The region’s vast network of rail lines has its origins in the competition between Imperial Russia and Imperial Japan in the region. Both powers sought to use railways to solidify their influence and move men and material. Following victory in the Russo-Japanese War, Japan gained the upper hand and sought to industrialize the region, first through warlord proxies, then through the puppet sate of Manchukuo (1932-1945). The railroads served to transport resources back to the Japanese home islands and soldiers to the colonies. Neighboring northern Korea also saw significant industrialization to exploit its mineral wealth, vast forests, and hydroelectric potential.

Post-1945, the People’s Republic of China continued to develop industry in the region and for decades it remained more economically developed than most of the country. The reorientation of the Chinese economy since the 1980’s has seen economic growth in the region slow relative to the country’s eastern seaboard. Today the northeast is sometimes referred to as China’s ‘rust belt’, yet for the traveller the rails are more convenient than ever. The numerous trains crisscrossing the region mean one can hop on and off, buying tickets at the last minute (the exception would be during Chinese Spring Festival).

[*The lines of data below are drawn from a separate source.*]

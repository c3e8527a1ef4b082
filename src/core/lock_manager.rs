use crate::core::constants::TransactionID;
use crate::core::errors::PoisonedLockExt;
use std::collections::{HashMap, HashSet};
use std::fmt;
use std::sync::Mutex;
use std::thread;
use std::time::{Duration, Instant};

/// Lock compatibility, requester vs. holder from another transaction:
///
/// ```text
///          │ S  │ X  │ IS │ IX │
/// ─────────┼────┼────┼────┼────┤
///     S    │ ✓  │ ✗  │ ✓  │ ✗  │
///     X    │ ✗  │ ✗  │ ✗  │ ✗  │
///     IS   │ ✓  │ ✗  │ ✓  │ ✓  │
///     IX   │ ✗  │ ✗  │ ✓  │ ✓  │
/// ```
#[derive(Debug, Clone, Copy, PartialEq, Eq, Hash)]
pub enum LockMode {
    Shared,
    Exclusive,
    IntentShared,
    IntentExclusive,
}

impl LockMode {
    pub fn is_compatible_with(&self, other: &LockMode) -> bool {
        use LockMode::*;
        matches!(
            (self, other),
            (Shared, Shared)
                | (Shared, IntentShared)
                | (IntentShared, Shared)
                | (IntentShared, IntentShared)
                | (IntentShared, IntentExclusive)
                | (IntentExclusive, IntentShared)
                | (IntentExclusive, IntentExclusive)
        )
    }

    /// The weakest mode that grants everything either mode grants.
    pub fn stronger(self, other: LockMode) -> LockMode {
        use LockMode::*;
        match (self, other) {
            (Exclusive, _) | (_, Exclusive) => Exclusive,
            (IntentExclusive, Shared) | (Shared, IntentExclusive) => Exclusive,
            (Shared, _) | (_, Shared) => Shared,
            (IntentExclusive, _) | (_, IntentExclusive) => IntentExclusive,
            (IntentShared, IntentShared) => IntentShared,
        }
    }
}

impl fmt::Display for LockMode {
    fn fmt(&self, f: &mut fmt::Formatter<'_>) -> fmt::Result {
        match self {
            LockMode::Shared => write!(f, "S"),
            LockMode::Exclusive => write!(f, "X"),
            LockMode::IntentShared => write!(f, "IS"),
            LockMode::IntentExclusive => write!(f, "IX"),
        }
    }
}

#[derive(Debug, Clone)]
pub struct Lock {
    pub resource_id: String,
    pub mode: LockMode,
    pub holder: TransactionID,
    pub acquired_at: Instant,
}

#[derive(Debug, Clone, Copy, PartialEq, Eq)]
pub enum AcquireOutcome {
    Granted,
    Timeout,
    /// Waiting would close a cycle in the wait-for graph; the caller should abort.
    Deadlock,
}

impl AcquireOutcome {
    pub fn is_granted(&self) -> bool {
        matches!(self, AcquireOutcome::Granted)
    }
}

#[derive(Default)]
struct LockTable {
    locks: HashMap<String, Vec<Lock>>,
    /// waiter -> transactions holding what it is blocked on
    wait_for: HashMap<TransactionID, HashSet<TransactionID>>,
}

impl LockTable {
    /// Grants the lock or returns the transactions standing in the way.
    fn try_grant(
        &mut self,
        txn_id: TransactionID,
        resource_id: &str,
        mode: LockMode,
    ) -> std::result::Result<(), HashSet<TransactionID>> {
        let held = self.locks.entry(resource_id.to_string()).or_default();

        let blockers: HashSet<TransactionID> = held
            .iter()
            .filter(|lock| lock.holder != txn_id && !mode.is_compatible_with(&lock.mode))
            .map(|lock| lock.holder)
            .collect();
        if !blockers.is_empty() {
            return Err(blockers);
        }

        match held.iter_mut().find(|lock| lock.holder == txn_id) {
            Some(own) => own.mode = own.mode.stronger(mode),
            None => held.push(Lock {
                resource_id: resource_id.to_string(),
                mode,
                holder: txn_id,
                acquired_at: Instant::now(),
            }),
        }

        Ok(())
    }

    /// Returns the cycle through `start` if one exists.
    fn find_cycle(&self, start: TransactionID) -> Option<Vec<TransactionID>> {
        let mut visited = HashSet::new();
        let mut path = vec![start];
        if self.dfs_back_to(start, start, &mut visited, &mut path) {
            Some(path)
        } else {
            None
        }
    }

    fn dfs_back_to(
        &self,
        current: TransactionID,
        start: TransactionID,
        visited: &mut HashSet<TransactionID>,
        path: &mut Vec<TransactionID>,
    ) -> bool {
        let next = match self.wait_for.get(&current) {
            Some(next) => next,
            None => return false,
        };

        for &holder in next {
            if holder == start {
                return true;
            }
            if !visited.insert(holder) {
                continue;
            }
            path.push(holder);
            if self.dfs_back_to(holder, start, visited, path) {
                return true;
            }
            path.pop();
        }

        false
    }

    fn forget_waiter(&mut self, txn_id: TransactionID) {
        self.wait_for.remove(&txn_id);
    }
}

/// Resource locks keyed by string id, with wait-for-graph deadlock detection.
///
/// Blocked requests poll: every attempt re-evaluates compatibility and the
/// wait-for graph under the table mutex, then sleeps `poll_interval`. Because
/// each attempt is atomic, of two transactions closing a cycle exactly one sees it.
pub struct LockManager {
    table: Mutex<LockTable>,
    poll_interval: Duration,
}

impl LockManager {
    pub fn new(poll_interval: Duration) -> Self {
        Self {
            table: Mutex::new(LockTable::default()),
            poll_interval,
        }
    }

    pub fn acquire(
        &self,
        txn_id: TransactionID,
        resource_id: &str,
        mode: LockMode,
        timeout: Duration,
    ) -> bool {
        self.acquire_detailed(txn_id, resource_id, mode, timeout).is_granted()
    }

    pub fn acquire_detailed(
        &self,
        txn_id: TransactionID,
        resource_id: &str,
        mode: LockMode,
        timeout: Duration,
    ) -> AcquireOutcome {
        let deadline = Instant::now() + timeout;
        let mut attempts: u64 = 0;

        loop {
            {
                let mut table = self.table.lock().recover_poison();
                match table.try_grant(txn_id, resource_id, mode) {
                    Ok(()) => {
                        table.forget_waiter(txn_id);
                        return AcquireOutcome::Granted;
                    }
                    Err(blockers) => {
                        table.wait_for.insert(txn_id, blockers);
                        if let Some(cycle) = table.find_cycle(txn_id) {
                            table.forget_waiter(txn_id);
                            log::debug!(
                                "deadlock: txn {} requesting {} {:?}, cycle {:?}",
                                txn_id,
                                mode,
                                resource_id,
                                cycle
                            );
                            return AcquireOutcome::Deadlock;
                        }
                    }
                }
            }

            if Instant::now() >= deadline {
                self.table.lock().recover_poison().forget_waiter(txn_id);
                log::debug!(
                    "lock timeout: txn {} gave up on {} {:?} after {} attempts",
                    txn_id,
                    mode,
                    resource_id,
                    attempts + 1
                );
                return AcquireOutcome::Timeout;
            }

            attempts += 1;
            log::trace!("txn {} waiting for {} {:?} (attempt {})", txn_id, mode, resource_id, attempts);
            thread::sleep(self.poll_interval);
        }
    }

    /// Drops the transaction's locks on `resource_id`, or on everything when `None`,
    /// and removes it from the wait-for graph.
    pub fn release(&self, txn_id: TransactionID, resource_id: Option<&str>) {
        let mut table = self.table.lock().recover_poison();

        match resource_id {
            Some(resource_id) => {
                if let Some(held) = table.locks.get_mut(resource_id) {
                    held.retain(|lock| lock.holder != txn_id);
                    if held.is_empty() {
                        table.locks.remove(resource_id);
                    }
                }
            }
            None => {
                table.locks.retain(|_, held| {
                    held.retain(|lock| lock.holder != txn_id);
                    !held.is_empty()
                });
            }
        }

        table.wait_for.remove(&txn_id);
        for waits in table.wait_for.values_mut() {
            waits.remove(&txn_id);
        }
    }

    /// Changes the mode of a lock the transaction already holds. Fails when there is
    /// no such lock or another holder is incompatible with `new_mode`; never waits.
    pub fn escalate(&self, txn_id: TransactionID, resource_id: &str, new_mode: LockMode) -> bool {
        let mut table = self.table.lock().recover_poison();

        let held = match table.locks.get_mut(resource_id) {
            Some(held) => held,
            None => return false,
        };
        if !held.iter().any(|lock| lock.holder == txn_id) {
            return false;
        }
        let conflict = held
            .iter()
            .any(|lock| lock.holder != txn_id && !new_mode.is_compatible_with(&lock.mode));
        if conflict {
            return false;
        }

        for lock in held.iter_mut().filter(|lock| lock.holder == txn_id) {
            lock.mode = new_mode;
        }
        true
    }

    pub fn holders(&self, resource_id: &str) -> Vec<(TransactionID, LockMode)> {
        let table = self.table.lock().recover_poison();
        table
            .locks
            .get(resource_id)
            .map(|held| held.iter().map(|lock| (lock.holder, lock.mode)).collect())
            .unwrap_or_default()
    }

    pub fn locks_held_by(&self, txn_id: TransactionID) -> Vec<Lock> {
        let table = self.table.lock().recover_poison();
        table
            .locks
            .values()
            .flatten()
            .filter(|lock| lock.holder == txn_id)
            .cloned()
            .collect()
    }

    pub fn is_waiting(&self, txn_id: TransactionID) -> bool {
        self.table.lock().recover_poison().wait_for.contains_key(&txn_id)
    }
}

impl Default for LockManager {
    fn default() -> Self {
        Self::new(Duration::from_millis(1))
    }
}

#[cfg(test)]
mod tests {
    use super::*;
    use std::sync::Arc;

    const SHORT: Duration = Duration::from_millis(30);

    #[test]
    fn test_compatibility_matrix() {
        use LockMode::*;
        assert!(Shared.is_compatible_with(&Shared));
        assert!(IntentShared.is_compatible_with(&IntentExclusive));
        assert!(IntentExclusive.is_compatible_with(&IntentShared));
        assert!(!Shared.is_compatible_with(&IntentExclusive));
        for mode in [Shared, Exclusive, IntentShared, IntentExclusive] {
            assert!(!Exclusive.is_compatible_with(&mode));
            assert!(!mode.is_compatible_with(&Exclusive));
        }
    }

    #[test]
    fn test_shared_locks_coexist_and_block_exclusive() {
        let manager = LockManager::default();
        assert!(manager.acquire(1, "r", LockMode::Shared, SHORT));
        assert!(manager.acquire(2, "r", LockMode::Shared, SHORT));
        assert_eq!(manager.holders("r").len(), 2);

        assert_eq!(
            manager.acquire_detailed(3, "r", LockMode::Exclusive, SHORT),
            AcquireOutcome::Timeout
        );
        assert!(!manager.is_waiting(3));
    }

    #[test]
    fn test_exclusive_is_exclusive() {
        let manager = LockManager::default();
        assert!(manager.acquire(1, "r", LockMode::Exclusive, SHORT));
        assert!(!manager.acquire(2, "r", LockMode::Exclusive, SHORT));
        assert!(!manager.acquire(2, "r", LockMode::Shared, SHORT));

        manager.release(1, Some("r"));
        assert!(manager.acquire(2, "r", LockMode::Exclusive, SHORT));
    }

    #[test]
    fn test_same_transaction_never_conflicts() {
        let manager = LockManager::default();
        assert!(manager.acquire(1, "r", LockMode::Shared, SHORT));
        assert!(manager.acquire(1, "r", LockMode::Exclusive, SHORT));
        assert_eq!(manager.holders("r"), vec![(1, LockMode::Exclusive)]);
    }

    #[test]
    fn test_release_all() {
        let manager = LockManager::default();
        manager.acquire(1, "a", LockMode::Exclusive, SHORT);
        manager.acquire(1, "b", LockMode::Shared, SHORT);
        assert_eq!(manager.locks_held_by(1).len(), 2);

        manager.release(1, None);
        assert!(manager.locks_held_by(1).is_empty());
        assert!(manager.holders("a").is_empty());
    }

    #[test]
    fn test_escalate() {
        let manager = LockManager::default();
        assert!(!manager.escalate(1, "r", LockMode::Exclusive));

        manager.acquire(1, "r", LockMode::Shared, SHORT);
        assert!(manager.escalate(1, "r", LockMode::Exclusive));
        assert_eq!(manager.holders("r"), vec![(1, LockMode::Exclusive)]);

        manager.acquire(2, "s", LockMode::Shared, SHORT);
        manager.acquire(3, "s", LockMode::Shared, SHORT);
        assert!(!manager.escalate(2, "s", LockMode::Exclusive));
    }

    #[test]
    fn test_waiter_granted_after_release() {
        let manager = Arc::new(LockManager::default());
        assert!(manager.acquire(1, "r", LockMode::Exclusive, SHORT));

        let waiter = {
            let manager = Arc::clone(&manager);
            thread::spawn(move || manager.acquire(2, "r", LockMode::Exclusive, Duration::from_secs(5)))
        };

        thread::sleep(Duration::from_millis(20));
        manager.release(1, None);
        assert!(waiter.join().unwrap());
    }

    #[test]
    fn test_cycle_detected_in_table() {
        let mut table = LockTable::default();
        table.wait_for.insert(1, [2].into_iter().collect());
        table.wait_for.insert(2, [3].into_iter().collect());
        assert!(table.find_cycle(1).is_none());

        table.wait_for.insert(3, [1].into_iter().collect());
        assert_eq!(table.find_cycle(1), Some(vec![1, 2, 3]));

        // 4 waits on the cycle but is not part of it
        table.wait_for.insert(4, [1].into_iter().collect());
        assert!(table.find_cycle(4).is_none());
    }
}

I recently did a little rail loop through Liaoning and Jilin provinces, taking both the northern and southern rail lines between Shenyang and Yanbian Korean Autonomous Prefecture. The southern line travels via Tonghua and Baishan past Mt. Paekdu along the North Korean border and ends in the small city of Longjing, just outside of Yanji. This is the slower and less travelled of the two routes, but it makes for a relaxing trip through the mountains and forests. The northern line runs from Yanji (originating in Tumen) through Jilin City and Changchun. Numerous trains run on this line, which passes mostly agriculture, towns, and major cities.

Winter is a beautiful time to travel in northeast China. The ground is usually covered in snow and one can enjoy the landscape passing by from the warmth of a train.

Things to bring along:

· A good book

· Music player (stay off your cell phone for the best experience!) and a battery pack

· Ear plugs

· Fruit or snacks to share

· Toiletries (water bottle, cup, tooth brush, toilet paper, hand sanitizer)

For most of our North Korea group tours it is possible to take the train either one-way or round-trip between Beijing and Pyongyang. We usually recommend flying one way to Pyongyang and taking the train back as the most well-rounded and comprehensive travel experience. See our 'After my North Korea trip, should I take Air Koryo or the train back to China?' blog post for more on this in detail. Please note that most nationalities will need to arrange at least a single-entry Chinese visa to ride the train on their journey to North Korea.

Also, check out Paul Theroux’s Riding the Iron Rooster: By Train Through China (1989) for an intelligent and humorous account a year spent on China’s railways in the 1980’s.